#### HOW TO COMPLETE THIS TASK:
The data below is to be set down again exactly as written.

#### SOURCE RECORDS:
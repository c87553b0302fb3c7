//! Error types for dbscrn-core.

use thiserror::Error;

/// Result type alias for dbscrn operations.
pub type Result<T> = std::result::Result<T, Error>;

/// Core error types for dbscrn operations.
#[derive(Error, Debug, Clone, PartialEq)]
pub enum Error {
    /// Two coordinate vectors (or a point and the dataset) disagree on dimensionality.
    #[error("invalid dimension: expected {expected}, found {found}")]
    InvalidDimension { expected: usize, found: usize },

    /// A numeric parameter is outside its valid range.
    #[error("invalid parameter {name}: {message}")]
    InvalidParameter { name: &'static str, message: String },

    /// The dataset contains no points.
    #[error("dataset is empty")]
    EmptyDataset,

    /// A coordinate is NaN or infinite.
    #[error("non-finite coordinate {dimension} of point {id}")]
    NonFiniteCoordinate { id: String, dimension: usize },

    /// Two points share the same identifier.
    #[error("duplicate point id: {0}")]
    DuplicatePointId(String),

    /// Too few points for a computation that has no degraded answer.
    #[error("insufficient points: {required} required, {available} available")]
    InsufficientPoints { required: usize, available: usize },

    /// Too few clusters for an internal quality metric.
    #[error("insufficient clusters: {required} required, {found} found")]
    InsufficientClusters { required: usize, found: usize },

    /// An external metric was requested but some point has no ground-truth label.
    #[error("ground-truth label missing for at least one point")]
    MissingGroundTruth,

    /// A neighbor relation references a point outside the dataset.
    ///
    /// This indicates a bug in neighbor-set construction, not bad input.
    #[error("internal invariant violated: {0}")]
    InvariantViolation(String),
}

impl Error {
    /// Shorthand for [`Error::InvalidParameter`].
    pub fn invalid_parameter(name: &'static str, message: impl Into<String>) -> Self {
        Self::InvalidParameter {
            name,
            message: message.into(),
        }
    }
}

#### RESPONSE:
repository c87553b0302fb3c7
//! Error types for dbscrn-core.

use thiserror::Error;

/// Result type alias for dbscrn operations.
pub type Result<T> = std::result::Result<T, Error>;

/// Core error types for dbscrn operations.
#[derive(Error, Debug, Clone, PartialEq)]
pub enum Error {
    /// Two coordinate vectors (or a point and the dataset) disagree on dimensionality.
    #[error("invalid dimension: expected {expected}, found {found}")]
    InvalidDimension { expected: usize, found: usize },

    /// A numeric parameter is outside its valid range.
    #[error("invalid parameter {name}: {message}")]
    InvalidParameter { name: &'static str, message: String },

    /// The dataset contains no points.
    #[error("dataset is empty")]
    EmptyDataset,

    /// A coordinate is NaN or infinite.
    #[error("non-finite coordinate {dimension} of point {id}")]
    NonFiniteCoordinate { id: String, dimension: usize },

    /// Two points share the same identifier.
    #[error("duplicate point id: {0}")]
    DuplicatePointId(String),

    /// Too few points for a computation that has no degraded answer.
    #[error("insufficient points: {required} required, {available} available")]
    InsufficientPoints { required: usize, available: usize },

    /// Too few clusters for an internal quality metric.
    #[error("insufficient clusters: {required} required, {found} found")]
    InsufficientClusters { required: usize, found: usize },

    /// An external metric was requested but some point has no ground-truth label.
    #[error("ground-truth label missing for at least one point")]
    MissingGroundTruth,

    /// A neighbor relation references a point outside the dataset.
    ///
    /// This indicates a bug in neighbor-set construction, not bad input.
    #[error("internal invariant violated: {0}")]
    InvariantViolation(String),
}

impl Error {
    /// Shorthand for [`Error::InvalidParameter`].
    pub fn invalid_parameter(name: &'static str, message: impl Into<String>) -> Self {
        Self::InvalidParameter {
            name,
            message: message.into(),
        }
    }
}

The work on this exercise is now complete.